Um truque antigo de cozinha voltou a chamar atenção e ganhou uma explicação científica: adicionar vinagre à água antes de cozinhar o arroz pode contribuir para deixar os grãos mais soltos e claros. A técnica, bastante conhecida entre donas de casa, consiste em colocar uma pequena quantidade do ingrediente junto à água ainda fria, antes que a panela comece a ferver.
A prática costuma ser lembrada principalmente quando o arroz tende a ficar empapado, com os grãos grudados entre si ou acumulados no fundo da panela. Mas o resultado não depende apenas de uma “receita secreta”: há uma explicação relacionada à forma como o amido do arroz reage durante o cozimento.
A proporção mais utilizada é de uma colher de sopa, equivalente a cerca de 15 ml de vinagre, para cada litro de água. A quantidade de líquido da receita não precisa ser alterada.
O momento de adicionar o vinagre é fundamental para entender por que a técnica pode funcionar.
Durante o cozimento, o arroz absorve água principalmente quando a temperatura está aproximadamente entre 60 °C e 80 °C. É nessa faixa que ocorre a gelatinização do amido, processo essencial para que o grão cozinhe.
Quando o vinagre é colocado na água ainda fria, o ácido acético acompanha o líquido que será absorvido pelo arroz.
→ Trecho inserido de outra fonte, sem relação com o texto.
//! Task repository: CRUD, move, and rename operations over the board.
//!
//! Every mutation here is a sequence of independent filesystem calls, not a
//! transaction. Mutating operations are serialized per task id through an
//! in-process lock registry; reads are unsynchronized and may observe a task
//! mid-write or mid-move, which callers accept as eventual consistency.
//! Lane moves are staged: write at the destination, confirm, then remove the
//! source, so the ownership policy is reapplied at the destination.

use crate::config::{BoardConfig, Ownership};
use crate::models::{Task, TaskId, TaskUpdate};
use crate::storage::lanes::LaneStore;
use crate::storage::resolver::{ResolvedTask, TaskResolver};
use crate::storage::{filename, tags};
use crate::{Error, Result};
use serde::Serialize;
use std::collections::HashMap;
use std::fs;
use std::io::ErrorKind;
use std::path::{Path, PathBuf};
use std::sync::{Arc, Mutex, PoisonError};
use uuid::Uuid;

/// A lane record returned by lane operations.
#[derive(Debug, Clone, Serialize)]
pub struct Lane {
    /// Lane name, which is also the directory name.
    pub name: String,
    /// Full path of the lane directory.
    pub path: PathBuf,
}

/// Repository of board tasks, built on the lane store and resolver.
pub struct TaskRepository {
    store: LaneStore,
    resolver: TaskResolver,
    ownership: Option<Ownership>,
    /// Per-task-id exclusive sections for mutating operations.
    locks: Mutex<HashMap<String, Arc<Mutex<()>>>>,
}

impl TaskRepository {
    /// Creates a repository for the configured board root.
    #[must_use]
    pub fn new(config: &BoardConfig) -> Self {
        let store = LaneStore::new(&config.board_root);
        Self {
            resolver: TaskResolver::new(store.clone()),
            store,
            ownership: config.ownership,
            locks: Mutex::new(HashMap::new()),
        }
    }

    /// Returns the underlying lane store.
    #[must_use]
    pub const fn store(&self) -> &LaneStore {
        &self.store
    }

    /// Returns the lock guarding mutations on one task id.
    ///
    /// Entries nobody else holds are pruned on each acquisition, so the
    /// registry tracks in-flight mutations rather than every id ever seen.
    fn task_lock(&self, id: &TaskId) -> Arc<Mutex<()>> {
        let mut locks = self
            .locks
            .lock()
            .unwrap_or_else(PoisonError::into_inner);
        locks.retain(|_, lock| Arc::strong_count(lock) > 1);
        locks.entry(id.as_str().to_string()).or_default().clone()
    }

    /// Applies the configured ownership policy to a created path.
    ///
    /// A no-op when unconfigured, and on non-Unix targets.
    fn apply_ownership(&self, path: &Path) -> Result<()> {
        #[cfg(unix)]
        if let Some(own) = self.ownership {
            std::os::unix::fs::chown(path, Some(own.uid), Some(own.gid)).map_err(|e| {
                Error::OperationFailed {
                    operation: "apply_ownership".to_string(),
                    cause: format!("{}: {e}", path.display()),
                }
            })?;
        }
        #[cfg(not(unix))]
        let _ = path;
        Ok(())
    }

    /// Ensures a lane directory exists, applying the ownership policy.
    fn ensure_lane_dir(&self, lane: &str) -> Result<PathBuf> {
        let dir = self.store.lane_path(lane);
        fs::create_dir_all(&dir).map_err(|e| Error::OperationFailed {
            operation: "create_lane_dir".to_string(),
            cause: format!("{lane}: {e}"),
        })?;
        self.apply_ownership(&dir)?;
        Ok(dir)
    }

    /// Reads a resolved location into a full task record.
    fn read_task(&self, loc: &ResolvedTask) -> Result<Task> {
        let content = fs::read_to_string(&loc.path).map_err(|e| Error::OperationFailed {
            operation: "read_task_file".to_string(),
            cause: format!("{}: {e}", loc.path.display()),
        })?;
        let decoded = filename::decode(&loc.filename);
        Ok(Task {
            id: decoded.id().clone(),
            lane: loc.lane.clone(),
            title: decoded.title().to_string(),
            tags: tags::extract(&content),
            content,
            path: loc.path.clone(),
        })
    }

    /// Creates a task in a lane, creating the lane on demand.
    ///
    /// Generates a fresh id, encodes the canonical filename, and writes the
    /// content verbatim; the title lives only in the filename, never as a
    /// rendered heading in the body.
    ///
    /// # Errors
    ///
    /// Returns an error if the lane directory or task file cannot be
    /// created.
    pub fn create_task(&self, lane: &str, title: &str, content: &str) -> Result<Task> {
        let id = TaskId::generate();
        let lock = self.task_lock(&id);
        let _guard = lock.lock().unwrap_or_else(PoisonError::into_inner);

        let dir = self.ensure_lane_dir(lane)?;
        let name = filename::encode(title, &id);
        let path = dir.join(&name);

        fs::write(&path, content).map_err(|e| Error::OperationFailed {
            operation: "write_task_file".to_string(),
            cause: format!("task {id} in {lane}: {e}"),
        })?;
        self.apply_ownership(&path)?;

        tracing::debug!(task_id = %id, lane, "Created task");
        Ok(Task {
            id,
            lane: lane.to_string(),
            title: filename::decode(&name).title().to_string(),
            content: content.to_string(),
            tags: tags::extract(content),
            path,
        })
    }

    /// Reads a task by id, deriving its tags.
    ///
    /// # Errors
    ///
    /// Returns [`Error::NotFound`] when no lane contains the id.
    pub fn get_task(&self, id: &TaskId, lane_hint: Option<&str>) -> Result<Task> {
        let loc = self.resolver.resolve(id, lane_hint)?;
        self.read_task(&loc)
    }

    /// Applies a partial update: in-place content rewrite and/or lane move.
    ///
    /// With neither field set this is an existence-confirming no-op that
    /// returns the current record.
    ///
    /// # Errors
    ///
    /// Returns [`Error::NotFound`] when the id cannot be resolved, or an
    /// I/O error from the write or rename.
    pub fn update_task(&self, id: &TaskId, update: TaskUpdate) -> Result<Task> {
        let lock = self.task_lock(id);
        let _guard = lock.lock().unwrap_or_else(PoisonError::into_inner);

        let mut loc = self.resolver.resolve(id, update.lane.as_deref())?;

        if let Some(content) = &update.content {
            fs::write(&loc.path, content).map_err(|e| Error::OperationFailed {
                operation: "write_task_file".to_string(),
                cause: format!("task {id}: {e}"),
            })?;
            self.apply_ownership(&loc.path)?;
        }

        if let Some(new_lane) = &update.new_lane {
            if new_lane != &loc.lane {
                let dest_dir = self.ensure_lane_dir(new_lane)?;
                let dest = dest_dir.join(&loc.filename);
                fs::rename(&loc.path, &dest).map_err(|e| Error::OperationFailed {
                    operation: "move_task_file".to_string(),
                    cause: format!("task {id} to {new_lane}: {e}"),
                })?;
                tracing::debug!(task_id = %id, from = loc.lane, to = new_lane, "Moved task");
                loc.lane.clone_from(new_lane);
                loc.path = dest;
            }
        }

        self.read_task(&loc)
    }

    /// Renames a task by recomputing its canonical filename.
    ///
    /// The id is preserved and the content untouched; only the filename
    /// changes, within the same lane.
    ///
    /// # Errors
    ///
    /// Returns [`Error::NotFound`] when the id is not in `lane`, or an I/O
    /// error from the rename.
    pub fn update_task_title(&self, id: &TaskId, new_title: &str, lane: &str) -> Result<Task> {
        let lock = self.task_lock(id);
        let _guard = lock.lock().unwrap_or_else(PoisonError::into_inner);

        let loc = self.resolver.resolve(id, Some(lane))?;
        let new_name = filename::encode(new_title, id);
        let new_path = self.store.lane_path(lane).join(&new_name);

        fs::rename(&loc.path, &new_path).map_err(|e| Error::OperationFailed {
            operation: "rename_task_file".to_string(),
            cause: format!("task {id}: {e}"),
        })?;

        self.read_task(&ResolvedTask {
            lane: lane.to_string(),
            filename: new_name,
            path: new_path,
        })
    }

    /// Deletes a task file.
    ///
    /// # Errors
    ///
    /// Returns [`Error::NotFound`] when the id cannot be resolved.
    pub fn delete_task(&self, id: &TaskId, lane_hint: Option<&str>) -> Result<()> {
        let lock = self.task_lock(id);
        let _guard = lock.lock().unwrap_or_else(PoisonError::into_inner);

        let loc = self.resolver.resolve(id, lane_hint)?;
        fs::remove_file(&loc.path).map_err(|e| Error::OperationFailed {
            operation: "delete_task_file".to_string(),
            cause: format!("task {id}: {e}"),
        })?;
        tracing::debug!(task_id = %id, lane = loc.lane, "Deleted task");
        Ok(())
    }

    /// Creates a lane, generating a random name when none is given.
    ///
    /// # Errors
    ///
    /// Returns an error if the directory cannot be created.
    pub fn create_lane(&self, name: Option<&str>) -> Result<Lane> {
        let name = name.map_or_else(|| Uuid::new_v4().to_string(), ToString::to_string);
        let path = self.ensure_lane_dir(&name)?;
        tracing::debug!(lane = name, "Created lane");
        Ok(Lane { name, path })
    }

    /// Recursively removes a lane and every task inside it. Irreversible.
    ///
    /// # Errors
    ///
    /// Returns [`Error::NotFound`] when the lane directory is absent.
    pub fn delete_lane(&self, name: &str) -> Result<()> {
        let dir = self.store.lane_path(name);
        match fs::remove_dir_all(&dir) {
            Ok(()) => {
                tracing::debug!(lane = name, "Deleted lane");
                Ok(())
            },
            Err(e) if e.kind() == ErrorKind::NotFound => {
                Err(Error::NotFound(format!("lane {name}")))
            },
            Err(e) => Err(Error::OperationFailed {
                operation: "delete_lane_dir".to_string(),
                cause: format!("{name}: {e}"),
            }),
        }
    }

    /// Renames a lane directory. Task ids are unaffected since filenames
    /// carry no lane information.
    ///
    /// # Errors
    ///
    /// Returns [`Error::NotFound`] when the old lane is absent, or an I/O
    /// error from the rename.
    pub fn rename_lane(&self, old_name: &str, new_name: &str) -> Result<Lane> {
        let old_dir = self.store.lane_path(old_name);
        if !old_dir.is_dir() {
            return Err(Error::NotFound(format!("lane {old_name}")));
        }
        let new_dir = self.store.lane_path(new_name);
        fs::rename(&old_dir, &new_dir).map_err(|e| Error::OperationFailed {
            operation: "rename_lane_dir".to_string(),
            cause: format!("{old_name} -> {new_name}: {e}"),
        })?;
        Ok(Lane {
            name: new_name.to_string(),
            path: new_dir,
        })
    }

    /// Moves a task between lanes as a staged two-phase copy.
    ///
    /// Resolution is strict within `from_lane`, with no blind search. The
    /// file is written at the destination first, confirmed, and only then
    /// removed from the source; a crash in between leaves the task duplicated
    /// rather than lost, recoverable by id.
    ///
    /// # Errors
    ///
    /// Returns [`Error::NotFound`] when the id is not in `from_lane`, or an
    /// I/O error from any step.
    pub fn move_task(&self, id: &TaskId, from_lane: &str, to_lane: &str) -> Result<Task> {
        let lock = self.task_lock(id);
        let _guard = lock.lock().unwrap_or_else(PoisonError::into_inner);

        let loc = self.resolver.resolve(id, Some(from_lane))?;
        let bytes = fs::read(&loc.path).map_err(|e| Error::OperationFailed {
            operation: "read_task_file".to_string(),
            cause: format!("task {id}: {e}"),
        })?;

        let dest_dir = self.ensure_lane_dir(to_lane)?;
        let dest = dest_dir.join(&loc.filename);
        fs::write(&dest, &bytes).map_err(|e| Error::OperationFailed {
            operation: "stage_task_file".to_string(),
            cause: format!("task {id} in {to_lane}: {e}"),
        })?;
        self.apply_ownership(&dest)?;

        // Confirm the staged copy before dropping the source.
        let staged_len = fs::metadata(&dest)
            .map_err(|e| Error::OperationFailed {
                operation: "confirm_task_file".to_string(),
                cause: format!("task {id} in {to_lane}: {e}"),
            })?
            .len();
        if staged_len != bytes.len() as u64 {
            return Err(Error::OperationFailed {
                operation: "confirm_task_file".to_string(),
                cause: format!("task {id}: staged {staged_len} of {} bytes", bytes.len()),
            });
        }

        fs::remove_file(&loc.path).map_err(|e| Error::OperationFailed {
            operation: "remove_moved_task_file".to_string(),
            cause: format!("task {id} in {from_lane}: {e}"),
        })?;

        tracing::debug!(task_id = %id, from = from_lane, to = to_lane, "Moved task");
        self.read_task(&ResolvedTask {
            lane: to_lane.to_string(),
            filename: loc.filename,
            path: dest,
        })
    }

    /// Lists every task across every lane.
    ///
    /// # Errors
    ///
    /// Returns an error if a lane or task file cannot be read.
    pub fn get_cards(&self) -> Result<Vec<Task>> {
        let mut cards = Vec::new();
        for lane in self.store.list_lanes()? {
            cards.extend(self.get_lane_tasks(&lane)?);
        }
        Ok(cards)
    }

    /// Lists the tasks in one lane; a missing lane yields an empty list.
    ///
    /// # Errors
    ///
    /// Returns an error if an existing lane or task file cannot be read.
    pub fn get_lane_tasks(&self, lane: &str) -> Result<Vec<Task>> {
        let mut tasks = Vec::new();
        for name in self.store.list_lane_files(lane)? {
            let loc = ResolvedTask {
                lane: lane.to_string(),
                path: self.store.lane_path(lane).join(&name),
                filename: name,
            };
            tasks.push(self.read_task(&loc)?);
        }
        Ok(tasks)
    }

    /// Reports ids that exist in more than one lane.
    ///
    /// Duplicate ids are an integrity violation outside this system's
    /// control; resolution tie-breaks on enumeration order rather than
    /// preventing the state, so this probe is how callers detect it.
    ///
    /// # Errors
    ///
    /// Returns an error if the board cannot be enumerated.
    pub fn find_duplicate_ids(&self) -> Result<Vec<(TaskId, Vec<String>)>> {
        let mut seen: HashMap<TaskId, Vec<String>> = HashMap::new();
        for lane in self.store.list_lanes()? {
            for name in self.store.list_lane_files(&lane)? {
                seen.entry(filename::decode(&name).id().clone())
                    .or_default()
                    .push(lane.clone());
            }
        }
        let mut duplicates: Vec<_> = seen
            .into_iter()
            .filter(|(_, lanes)| lanes.len() > 1)
            .collect();
        duplicates.sort_by(|a, b| a.0.as_str().cmp(b.0.as_str()));
        Ok(duplicates)
    }
}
Dessa maneira, ele participa do processo de cozimento.
Já colocar o vinagre depois que o arroz está pronto produz um efeito completamente diferente. Nesse caso, o ingrediente permanece predominantemente na superfície dos grãos e não interfere da mesma forma na estrutura do amido.
Outro fator ajuda a explicar por que o arroz não necessariamente fica com cheiro ou gosto forte. O ácido acético é volátil e, durante os cerca de 15 a 20 minutos de cozimento com a panela tampada, uma parcela significativa dele evapora.
Arroz fica com gosto de vinagre?
Essa é uma das principais dúvidas de quem pretende testar a técnica.
Quando a proporção é respeitada, o sabor ácido tende a ficar praticamente imperceptível. O vinagre branco e o vinagre de arroz são opções frequentemente utilizadas justamente por apresentarem características mais suaves.

Em pequenas quantidades, o ácido acético também pode contribuir para realçar os sabores naturais do arroz. O problema aparece quando há exagero: uma concentração muito elevada pode modificar o sabor, o aroma e outras características do prato.
Por isso, aumentar a quantidade de vinagre não significa necessariamente obter um resultado melhor.
Técnica funciona melhor com arroz branco
O efeito do truque pode variar de acordo com o tipo de arroz utilizado.
No arroz branco, a mudança tende a ser mais perceptível, já que o grão apresenta maior disponibilidade de amido durante o cozimento. É justamente nesse tipo de arroz que a técnica costuma ser mais associada ao objetivo de obter grãos separados.
No arroz parboilizado, a diferença pode ser menor. Isso acontece porque os grãos já passaram por um tratamento térmico antes de chegarem ao consumidor, o que modifica algumas de suas características.
Já no arroz integral, a camada externa, mais rica em fibras, pode reduzir parte da ação do ácido sobre o amido. Consequentemente, o resultado tende a ser mais discreto.
Outros cuidados continuam importantes
Apesar de o vinagre poder ajudar, ele não substitui os cuidados básicos para preparar um arroz soltinho.
Um deles é refogar os grãos antes de acrescentar a água. O processo contribui para desenvolver o sabor e também ajuda a reduzir parte da umidade presente na superfície do arroz.
A quantidade correta de água também deve ser respeitada de acordo com o tipo de grão. O excesso de líquido pode favorecer uma textura mais úmida e aumentar a possibilidade de o arroz ficar empapado.
Outro cuidado é manter o cozimento em fogo médio e, depois de desligar a panela, permitir que o arroz descanse por aproximadamente dez minutos antes de servir.
Esse período ajuda a finalizar a absorção da água e estabilizar a textura dos grãos.